Read the article for yourself, but it caused me to appreciate the critical importance of some key personal finance principles:

  • Have a budget, for all income and expenses, for the coming year. Know where every dollar of expense can reasonably be expected to go, and where every dollar will come from to pay for those expenses.
  • Never wait for a "bill" before deciding how an expense will be paid.
  • Respect your financial obligations. Maintain that budget and have an organized file box (one per year) with a manila folder for each account or activity that even vaguely has a dollar sign associated with it.
  • Ruthlessly pay your bills on time as if it were a religion in which you were a zealous true-believer. Resolve to pay them early if you have trouble with procrastination.
  • Keep your budget in a simple computer spreadsheet. Nothing fancy, but easy to access, easy to update, and easy to read.
  • Log every expense as it is incurred in a computer spreadsheet, whether it be a check written, a credit card charge, a bill paid, etc. There should be no surprises when the "bills" finally arrive because you will have it all planned out in your budget and expense logs.
  • Keep a computer spreadsheet for your checking account and update it at least twice a week for both income and expenses so that you always know how close to the edge you might be.
  • Set aside a non-negotiable time allowance each week, if not twice a week, for reviewing your personal finances.
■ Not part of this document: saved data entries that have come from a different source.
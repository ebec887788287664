use rlp::{Decodable, DecoderError, Encodable, Rlp, RlpStream};
use serde::de::Error as SerdeError;
use serde::{Deserialize, Serialize};
use std::{
    fmt::{Display, Error, Formatter},
    str::FromStr,
};

pub const ADDRESS_SIZE: usize = 20; // 20 bytes / 160 bits

/// 20-byte account identifier
#[derive(Eq, PartialEq, PartialOrd, Ord, Hash, Clone, Copy, Debug, Default)]
pub struct Address([u8; ADDRESS_SIZE]);

impl Address {
    pub const fn new(bytes: [u8; ADDRESS_SIZE]) -> Self {
        Address(bytes)
    }

    pub const fn zero() -> Self {
        Address::new([0; ADDRESS_SIZE])
    }

    pub const fn repeat_byte(byte: u8) -> Self {
        Address::new([byte; ADDRESS_SIZE])
    }

    pub fn is_zero(&self) -> bool {
        self.0 == [0; ADDRESS_SIZE]
    }

    pub fn as_bytes(&self) -> &[u8; ADDRESS_SIZE] {
        &self.0
    }

    pub fn to_bytes(self) -> [u8; ADDRESS_SIZE] {
        self.0
    }

    /// Build an address from a slice, keeping the rightmost 20 bytes
    /// (big endian alignment, as for 32-byte padded call words).
    pub fn from_slice_padded(slice: &[u8]) -> Self {
        let mut bytes = [0u8; ADDRESS_SIZE];
        let len = slice.len().min(ADDRESS_SIZE);
        bytes[ADDRESS_SIZE - len..].copy_from_slice(&slice[slice.len() - len..]);
        Address::new(bytes)
    }

    pub fn to_hex(&self) -> String {
        hex::encode(self.0)
    }
}

impl FromStr for Address {
    type Err = &'static str;

    fn from_str(s: &str) -> Result<Self, Self::Err> {
        let s = s.strip_prefix("0x").unwrap_or(s);
        let bytes = hex::decode(s).map_err(|_| "Invalid hex string")?;
        let bytes: [u8; ADDRESS_SIZE] = bytes.try_into().map_err(|_| "Invalid address")?;
        Ok(Address::new(bytes))
    }
}

impl AsRef<[u8]> for Address {
    fn as_ref(&self) -> &[u8] {
        &self.0
    }
}

impl Display for Address {
    fn fmt(&self, f: &mut Formatter<'_>) -> Result<(), Error> {
        write!(f, "{}", &self.to_hex())
    }
}

impl Serialize for Address {
    fn serialize<S>(&self, serializer: S) -> Result<S::Ok, S::Error>
    where
        S: serde::Serializer,
    {
        serializer.serialize_str(&self.to_hex())
    }
}

impl<'a> Deserialize<'a> for Address {
    fn deserialize<D>(deserializer: D) -> Result<Self, D::Error>
    where
        D: serde::Deserializer<'a>,
    {
        let hex = String::deserialize(deserializer)?;
        Address::from_str(&hex).map_err(SerdeError::custom)
    }
}

impl Encodable for Address {
    fn rlp_append(&self, s: &mut RlpStream) {
        s.encoder().encode_value(&self.0);
    }
}

impl Decodable for Address {
    fn decode(rlp: &Rlp) -> Result<Self, DecoderError> {
        rlp.decoder().decode_value(|bytes| {
            if bytes.len() != ADDRESS_SIZE {
                return Err(DecoderError::RlpInvalidLength);
            }
            let mut buf = [0u8; ADDRESS_SIZE];
            buf.copy_from_slice(bytes);
            Ok(Address::new(buf))
        })
    }
}

#[cfg(test)]
mod tests {
    use super::*;

    #[test]
    fn test_hex_roundtrip() {
        let addr = Address::repeat_byte(0x11);
        let parsed = Address::from_str(&addr.to_hex()).expect("valid hex");
        assert_eq!(addr, parsed);
    }

    #[test]
    fn test_rlp_roundtrip() {
        let addr = Address::repeat_byte(0x99);
        let encoded = rlp::encode(&addr);
        let decoded: Address = rlp::decode(&encoded).expect("decodes");
        assert_eq!(addr, decoded);
    }
}
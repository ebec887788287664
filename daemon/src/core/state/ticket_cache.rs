//! Process-wide cache of decompressed ticket sets, keyed by the
//! content hash of the gzipped blob. Decoding the blob is the single
//! most expensive state read, and consecutive blocks usually share the
//! ticket set, so a small FIFO ring amortizes it across StateDB
//! instances.

use crate::core::error::BlockchainError;
use once_cell::sync::Lazy;
use parking_lot::RwLock;
use tempo_common::crypto::{keccak256, Hash};
use tempo_common::ticket::{encode_tickets_blob, TicketsDataSlice};

const MAX_CACHED_TICKETS: usize = 101;

#[derive(Clone, Default)]
struct CachedTickets {
    hash: Hash,
    tickets: TicketsDataSlice,
}

struct Ring {
    entries: Vec<CachedTickets>,
    start: usize,
    end: usize,
}

/// Fixed-capacity FIFO ring guarded by a reader/writer lock. Many
/// concurrent readers, serialized writers; membership is checked under
/// the shared lock before the exclusive lock is taken.
pub struct CachedTicketSlice {
    ring: RwLock<Ring>,
}

impl CachedTicketSlice {
    fn new() -> Self {
        Self {
            ring: RwLock::new(Ring {
                entries: vec![CachedTickets::default(); MAX_CACHED_TICKETS],
                start: 0,
                end: 0,
            }),
        }
    }

    pub fn add(&self, hash: Hash, tickets: &TicketsDataSlice) {
        if self.get(&hash).is_some() {
            return;
        }

        let mut ring = self.ring.write();
        let end = ring.end;
        ring.entries[end] = CachedTickets {
            hash,
            tickets: tickets.clone(),
        };
        ring.end = (end + 1) % MAX_CACHED_TICKETS;
        if ring.end == ring.start {
            ring.start = (ring.start + 1) % MAX_CACHED_TICKETS;
        }
    }

    pub fn get(&self, hash: &Hash) -> Option<TicketsDataSlice> {
        if hash.is_zero() {
            return Some(TicketsDataSlice::new());
        }

        let ring = self.ring.read();
        let mut i = ring.start;
        while i != ring.end {
            if ring.entries[i].hash == *hash {
                return Some(ring.entries[i].tickets.clone());
            }
            i = (i + 1) % MAX_CACHED_TICKETS;
        }
        None
    }
}

static CACHED_TICKET_SLICE: Lazy<CachedTicketSlice> = Lazy::new(CachedTicketSlice::new);

pub fn get_cached_tickets(hash: &Hash) -> Option<TicketsDataSlice> {
    CACHED_TICKET_SLICE.get(hash)
}

pub fn cache_tickets(hash: Hash, tickets: &TicketsDataSlice) {
    CACHED_TICKET_SLICE.add(hash, tickets);
}

/// Insert a ticket set under the given content hash, verifying that
/// the hash really is the keccak of the re-encoded blob.
pub fn add_cached_tickets(
    hash: &Hash,
    tickets: &TicketsDataSlice,
) -> Result<(), BlockchainError> {
    let blob = encode_tickets_blob(tickets)?;
    if keccak256(&blob) != *hash {
        return Err(BlockchainError::CachedTicketsHashMismatch);
    }
    CACHED_TICKET_SLICE.add(*hash, tickets);
    Ok(())
}
//! Network-upgrade side effects applied at fork boundaries.

use crate::core::state::StateDB;
use log::info;
use tempo_common::config::{hard_fork_height, VOTE1_DRAIN_LIST, VOTE1_REFUND_ADDRESS};

/// Drain the fork-1 address list into the refund address. Tickets are
/// refunded as time locks, notations are burned and every balance
/// entry moves over.
pub fn apply_vote1_hard_fork(state: &mut StateDB, height: u64, timestamp: u64) {
    for addr in VOTE1_DRAIN_LIST {
        info!("fork 1: draining {addr} into the refund address");
        state.transfer_all(addr, &VOTE1_REFUND_ADDRESS, height, timestamp);
    }
}

/// Run every fork side effect scheduled exactly at `height`.
pub fn apply_hard_forks(state: &mut StateDB, height: u64, timestamp: u64) {
    if hard_fork_height(1) == Some(height) {
        apply_vote1_hard_fork(state, height, timestamp);
    }
}
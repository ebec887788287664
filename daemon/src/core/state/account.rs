use indexmap::IndexMap;
use primitive_types::U256;
use std::collections::HashMap;
use tempo_common::crypto::Hash;
use tempo_common::timelock::TimeLock;

/// Per-account state tracked by the ledger: multi-asset balances,
/// time-locked balances, the notation label, the raw data blob and the
/// structured-storage slots.
#[derive(Debug, Clone, Default)]
pub struct Account {
    pub balances: IndexMap<Hash, U256>,
    pub timelock_balances: IndexMap<Hash, TimeLock>,
    pub notation: u64,
    pub nonce: u64,
    pub data: Vec<u8>,
    pub data_hash: Hash,
    pub storage: HashMap<Hash, Hash>,
}

impl Account {
    pub fn balance(&self, asset_id: &Hash) -> U256 {
        self.balances.get(asset_id).copied().unwrap_or_default()
    }

    pub fn timelock_balance(&self, asset_id: &Hash) -> TimeLock {
        self.timelock_balances
            .get(asset_id)
            .cloned()
            .unwrap_or_default()
    }

    pub fn set_balance(&mut self, asset_id: Hash, amount: U256) {
        self.balances.insert(asset_id, amount);
    }

    pub fn set_timelock_balance(&mut self, asset_id: Hash, amount: TimeLock) {
        self.timelock_balances.insert(asset_id, amount);
    }
}
use crate::config::ticket_price;
use crate::crypto::{keccak256_concat, Address, Hash};
use flate2::{read::GzDecoder, write::GzEncoder, Compression};
use primitive_types::U256;
use rlp::{Decodable, DecoderError, Encodable, Rlp, RlpStream};
use serde::{Deserialize, Serialize};
use std::io::{Read, Write};
use thiserror::Error;

#[derive(Debug, Error, PartialEq, Eq)]
pub enum TicketError {
    #[error("ticket {0} already exists")]
    Exists(Hash),

    #[error("ticket {0} not found")]
    NotFound(Hash),

    #[error("ticket blob is corrupted: {0}")]
    Blob(String),
}

/// A burn-backed mining entry. The value is not stored; it is the
/// ticket price at the purchase height.
#[derive(Debug, Clone, PartialEq, Eq, Serialize, Deserialize)]
pub struct TicketBody {
    pub id: Hash,
    pub height: u64,
    pub start_time: u64,
    pub expire_time: u64,
}

impl TicketBody {
    pub fn value(&self) -> U256 {
        ticket_price(self.height)
    }
}

/// Ticket ids are bound to the buyer and the parent block, which makes
/// a second purchase within the same block a detectable collision.
pub fn ticket_id(owner: &Address, parent_hash: &Hash) -> Hash {
    keccak256_concat(&[owner.as_bytes(), parent_hash.as_bytes()])
}

impl Encodable for TicketBody {
    fn rlp_append(&self, s: &mut RlpStream) {
        s.begin_list(4);
        s.append(&self.id);
        s.append(&self.height);
        s.append(&self.start_time);
        s.append(&self.expire_time);
    }
}

impl Decodable for TicketBody {
    fn decode(rlp: &Rlp) -> Result<Self, DecoderError> {
        Ok(Self {
            id: rlp.val_at(0)?,
            height: rlp.val_at(1)?,
            start_time: rlp.val_at(2)?,
            expire_time: rlp.val_at(3)?,
        })
    }
}

/// A ticket together with its owner, as returned by lookups.
#[derive(Debug, Clone, PartialEq, Eq, Serialize, Deserialize)]
pub struct Ticket {
    pub owner: Address,
    pub body: TicketBody,
}

/// All tickets of one owner.
#[derive(Debug, Clone, PartialEq, Eq, Serialize, Deserialize)]
pub struct TicketsData {
    pub owner: Address,
    pub tickets: Vec<TicketBody>,
}

impl Encodable for TicketsData {
    fn rlp_append(&self, s: &mut RlpStream) {
        s.begin_list(2);
        s.append(&self.owner);
        s.append_list(&self.tickets);
    }
}

impl Decodable for TicketsData {
    fn decode(rlp: &Rlp) -> Result<Self, DecoderError> {
        Ok(Self {
            owner: rlp.val_at(0)?,
            tickets: rlp.list_at(1)?,
        })
    }
}

/// The full ticket set, grouped per owner. Group order is insertion
/// order so the persisted blob is deterministic.
#[derive(Debug, Clone, Default, PartialEq, Eq, Serialize, Deserialize)]
pub struct TicketsDataSlice(Vec<TicketsData>);

impl TicketsDataSlice {
    pub fn new() -> Self {
        Self::default()
    }

    pub fn groups(&self) -> &[TicketsData] {
        &self.0
    }

    pub fn get(&self, id: &Hash) -> Option<Ticket> {
        for group in &self.0 {
            if let Some(body) = group.tickets.iter().find(|t| t.id == *id) {
                return Some(Ticket {
                    owner: group.owner,
                    body: body.clone(),
                });
            }
        }
        None
    }

    pub fn contains(&self, id: &Hash) -> bool {
        self.get(id).is_some()
    }

    pub fn add_ticket(&mut self, owner: Address, body: TicketBody) -> Result<(), TicketError> {
        if self.contains(&body.id) {
            return Err(TicketError::Exists(body.id));
        }
        match self.0.iter_mut().find(|g| g.owner == owner) {
            Some(group) => group.tickets.push(body),
            None => self.0.push(TicketsData {
                owner,
                tickets: vec![body],
            }),
        }
        Ok(())
    }

    pub fn remove_ticket(&mut self, id: &Hash) -> Result<(), TicketError> {
        for group in self.0.iter_mut() {
            if let Some(pos) = group.tickets.iter().position(|t| t.id == *id) {
                group.tickets.remove(pos);
                self.0.retain(|g| !g.tickets.is_empty());
                return Ok(());
            }
        }
        Err(TicketError::NotFound(*id))
    }

    /// Drop tickets whose expire time is at or before `timestamp`.
    pub fn clear_expired(&mut self, timestamp: u64) {
        for group in self.0.iter_mut() {
            group.tickets.retain(|t| t.expire_time > timestamp);
        }
        self.0.retain(|g| !g.tickets.is_empty());
    }

    pub fn number_of_tickets(&self) -> u64 {
        self.0.iter().map(|g| g.tickets.len() as u64).sum()
    }

    pub fn number_of_tickets_by(&self, owner: &Address) -> u64 {
        self.0
            .iter()
            .find(|g| g.owner == *owner)
            .map(|g| g.tickets.len() as u64)
            .unwrap_or(0)
    }

    pub fn owned_by(&self, owner: &Address) -> &[TicketBody] {
        self.0
            .iter()
            .find(|g| g.owner == *owner)
            .map(|g| g.tickets.as_slice())
            .unwrap_or(&[])
    }

    /// Remove and return the whole group of an owner.
    pub fn take_owner(&mut self, owner: &Address) -> Option<TicketsData> {
        let pos = self.0.iter().position(|g| g.owner == *owner)?;
        Some(self.0.remove(pos))
    }
}

impl Encodable for TicketsDataSlice {
    fn rlp_append(&self, s: &mut RlpStream) {
        s.append_list(&self.0);
    }
}

impl Decodable for TicketsDataSlice {
    fn decode(rlp: &Rlp) -> Result<Self, DecoderError> {
        Ok(Self(rlp.as_list()?))
    }
}

/// Persisted form of the ticket set: gzip over the RLP list.
pub fn encode_tickets_blob(tickets: &TicketsDataSlice) -> Result<Vec<u8>, TicketError> {
    let encoded = rlp::encode(tickets);
    let mut encoder = GzEncoder::new(Vec::new(), Compression::default());
    encoder
        .write_all(&encoded)
        .map_err(|e| TicketError::Blob(e.to_string()))?;
    encoder.finish().map_err(|e| TicketError::Blob(e.to_string()))
}

pub fn decode_tickets_blob(blob: &[u8]) -> Result<TicketsDataSlice, TicketError> {
    let mut decoder = GzDecoder::new(blob);
    let mut data = Vec::new();
    decoder
        .read_to_end(&mut data)
        .map_err(|e| TicketError::Blob(e.to_string()))?;
    rlp::decode(&data).map_err(|e| TicketError::Blob(e.to_string()))
}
There are two simple facts: 1) if you follow the above principles you will do just fine, and 2) you can't blame "easy credit" for failing to follow these principles.

Yes, it is true that loss of a job or medical problems can devastate even the most disciplined of budgets, but that is no excuse for people with decent jobs, and even two-income households, and in good health to claim that the banks and finance companies are the cause of their personal and household finance problems.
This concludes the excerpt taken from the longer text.